The respondent had described his vehicle as being pushed forward about one metre. The respondent had also said that after impact, the Toyota did not reverse, but left the scene moving forward. Mr Urquhart considered that, given the turning circle of a Toyota Prado and the likely position of the vehicles at impact, to steer out from behind the Audi would require a separation of at least four metres.
Mr Urquhart considered the impact on the left half of the rear of the Audi to be highly unusual. It would suggest the Toyota attempted to “undertake” between the Audi and the kerb.

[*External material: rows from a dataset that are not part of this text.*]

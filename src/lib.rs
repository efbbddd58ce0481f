//! Falco Responder Library
//!
//! Turns security findings into decisions, decisions into safe commands,
//! and commands into audited executions.

pub mod agent;
pub mod alerts;
pub mod config;
pub mod db;
pub mod engine;
pub mod history;
pub mod mapper;

use chrono::{DateTime, Utc};
use serde::{Deserialize, Serialize};

/// Risk level of a finding or command
#[derive(Debug, Clone, Copy, PartialEq, Eq, PartialOrd, Ord, Hash, Serialize, Deserialize, Default)]
#[serde(rename_all = "lowercase")]
pub enum RiskLevel {
    /// Informational, just logged
    #[default]
    Info,
    Low,
    Medium,
    High,
    /// Critical, needs immediate response
    #[serde(alias = "severe")]
    Critical,
}

impl RiskLevel {
    pub const ALL: [RiskLevel; 5] = [
        RiskLevel::Info,
        RiskLevel::Low,
        RiskLevel::Medium,
        RiskLevel::High,
        RiskLevel::Critical,
    ];

    pub fn as_str(&self) -> &'static str {
        match self {
            RiskLevel::Info => "info",
            RiskLevel::Low => "low",
            RiskLevel::Medium => "medium",
            RiskLevel::High => "high",
            RiskLevel::Critical => "critical",
        }
    }

    /// High or critical
    pub fn is_severe(&self) -> bool {
        matches!(self, RiskLevel::High | RiskLevel::Critical)
    }
}

impl std::fmt::Display for RiskLevel {
    fn fmt(&self, f: &mut std::fmt::Formatter<'_>) -> std::fmt::Result {
        match self {
            RiskLevel::Info => write!(f, "INFO"),
            RiskLevel::Low => write!(f, "LOW"),
            RiskLevel::Medium => write!(f, "MEDIUM"),
            RiskLevel::High => write!(f, "HIGH"),
            RiskLevel::Critical => write!(f, "CRITICAL"),
        }
    }
}

impl std::str::FromStr for RiskLevel {
    type Err = String;

    fn from_str(s: &str) -> Result<Self, Self::Err> {
        match s.trim().to_lowercase().as_str() {
            "info" => Ok(RiskLevel::Info),
            "low" => Ok(RiskLevel::Low),
            "medium" => Ok(RiskLevel::Medium),
            "high" => Ok(RiskLevel::High),
            "critical" | "severe" => Ok(RiskLevel::Critical),
            other => Err(format!("unknown risk level: {}", other)),
        }
    }
}

#[derive(Debug, Clone, Default, PartialEq, Serialize, Deserialize)]
pub struct ProcessInfo {
    pub pid: Option<u32>,
    pub name: Option<String>,
    pub cmdline: Option<String>,
}

/// Network connection; `dest` is `host:port`
#[derive(Debug, Clone, Default, PartialEq, Serialize, Deserialize)]
pub struct ConnectionInfo {
    pub dest: Option<String>,
    pub proto: Option<String>,
    pub source: Option<String>,
}

#[derive(Debug, Clone, Default, PartialEq, Serialize, Deserialize)]
pub struct FileInfo {
    pub path: Option<String>,
    pub permissions: Option<String>,
}

#[derive(Debug, Clone, Default, PartialEq, Serialize, Deserialize)]
pub struct ServiceInfo {
    pub name: Option<String>,
}

/// Entities a finding refers to
#[derive(Debug, Clone, Default, PartialEq, Serialize, Deserialize)]
#[serde(default)]
pub struct EntityContext {
    pub process: Option<ProcessInfo>,
    pub connection: Option<ConnectionInfo>,
    pub file: Option<FileInfo>,
    pub service: Option<ServiceInfo>,
}

/// A structured analysis result for one security event
#[derive(Debug, Clone, PartialEq, Serialize, Deserialize)]
pub struct Finding {
    #[serde(default)]
    pub event_id: Option<String>,
    pub summary: String,
    #[serde(default)]
    pub risk_level: RiskLevel,
    /// In [0, 1]
    #[serde(default)]
    pub confidence: f64,
    #[serde(default)]
    pub remediation_steps: Vec<String>,
    #[serde(default)]
    pub ioc_indicators: Vec<String>,
    #[serde(default)]
    pub context: EntityContext,
}

impl Finding {
    pub fn new(summary: impl Into<String>, risk_level: RiskLevel, confidence: f64) -> Self {
        Self {
            event_id: None,
            summary: summary.into(),
            risk_level,
            confidence: clamp_confidence(confidence),
            remediation_steps: Vec::new(),
            ioc_indicators: Vec::new(),
            context: EntityContext::default(),
        }
    }

    pub fn with_remediation(mut self, step: impl Into<String>) -> Self {
        self.remediation_steps.push(step.into());
        self
    }

    pub fn with_process(mut self, pid: u32, name: impl Into<String>) -> Self {
        self.context.process = Some(ProcessInfo {
            pid: Some(pid),
            name: Some(name.into()),
            cmdline: None,
        });
        self
    }

    pub fn with_connection(mut self, dest: impl Into<String>) -> Self {
        self.context.connection = Some(ConnectionInfo {
            dest: Some(dest.into()),
            proto: None,
            source: None,
        });
        self
    }

    pub fn with_file(mut self, path: impl Into<String>) -> Self {
        self.context.file = Some(FileInfo {
            path: Some(path.into()),
            permissions: None,
        });
        self
    }

    pub fn with_service(mut self, name: impl Into<String>) -> Self {
        self.context.service = Some(ServiceInfo {
            name: Some(name.into()),
        });
        self
    }

    /// Clamp confidence into [0, 1]; NaN becomes 0
    pub fn normalize(&mut self) {
        self.confidence = clamp_confidence(self.confidence);
    }
}

fn clamp_confidence(value: f64) -> f64 {
    if value.is_nan() {
        0.0
    } else {
        value.clamp(0.0, 1.0)
    }
}

/// Raw event handed to the analysis collaborator
#[derive(Debug, Clone, Serialize, Deserialize)]
pub struct SecurityEvent {
    pub id: String,
    pub event_type: String,
    pub timestamp: DateTime<Utc>,
    #[serde(default)]
    pub payload: serde_json::Value,
}

impl SecurityEvent {
    pub fn new(event_type: impl Into<String>, payload: serde_json::Value) -> Self {
        Self {
            id: uuid::Uuid::new_v4().to_string(),
            event_type: event_type.into(),
            timestamp: Utc::now(),
            payload,
        }
    }

    /// Wrap an already-analyzed finding
    pub fn from_finding(finding: &Finding) -> Self {
        let payload = serde_json::json!({ "finding": finding });
        let mut event = Self::new("finding", payload);
        if let Some(ref id) = finding.event_id {
            event.id = id.clone();
        }
        event
    }
}

/// Truncate to at most `max` bytes on a char boundary, appending "..."
pub fn truncate(s: &str, max: usize) -> String {
    if s.len() > max {
        let mut end = max;
        while end > 0 && !s.is_char_boundary(end) {
            end -= 1;
        }
        format!("{}...", &s[..end])
    } else {
        s.to_string()
    }
}

#[cfg(test)]
mod tests {
    use super::*;

    #[test]
    fn test_risk_level_ordering_and_alias() {
        assert!(RiskLevel::Critical > RiskLevel::High);
        assert!(RiskLevel::Low > RiskLevel::Info);
        let parsed: RiskLevel = serde_json::from_str("\"severe\"").unwrap();
        assert_eq!(parsed, RiskLevel::Critical);
        assert_eq!("High".parse::<RiskLevel>().unwrap(), RiskLevel::High);
        assert_eq!(RiskLevel::Medium.to_string(), "MEDIUM");
    }

    #[test]
    fn test_finding_confidence_clamped() {
        let f = Finding::new("x", RiskLevel::Low, 1.7);
        assert_eq!(f.confidence, 1.0);
        let mut f: Finding = serde_json::from_value(serde_json::json!({
            "summary": "y",
            "confidence": -0.3
        }))
        .unwrap();
        f.normalize();
        assert_eq!(f.confidence, 0.0);
        assert_eq!(f.risk_level, RiskLevel::Info);
    }

    #[test]
    fn test_truncate_char_boundary() {
        assert_eq!(truncate("héllo", 2), "h...");
        assert_eq!(truncate("abc", 10), "abc");
    }
}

Mr Urquhart said that the respondent’s estimate of the Toyota travelling at about 80 km/h was highly unlikely. He considered that the damage to the Audi was consistent with an impact speed of, “between 20 and 40 km/h, probably at the lower end.” The distance travelled by the Audi post-impact and the lack of rotation was also consistent with a low speed impact.
The judgment of the primary judge
The primary judge noted that the appellants had attacked the respondent’s credit, not only to reduce damages, but to reach a position where his credit was so depleted that his evidence about the accident could not be accepted.
The primary judge accepted that, “[t]here was substance in the attack on the plaintiff’s credit”, and “[t]his became readily apparent during his cross-examination on his economic loss.” His Honour then addressed several matters affecting the plaintiff’s credit.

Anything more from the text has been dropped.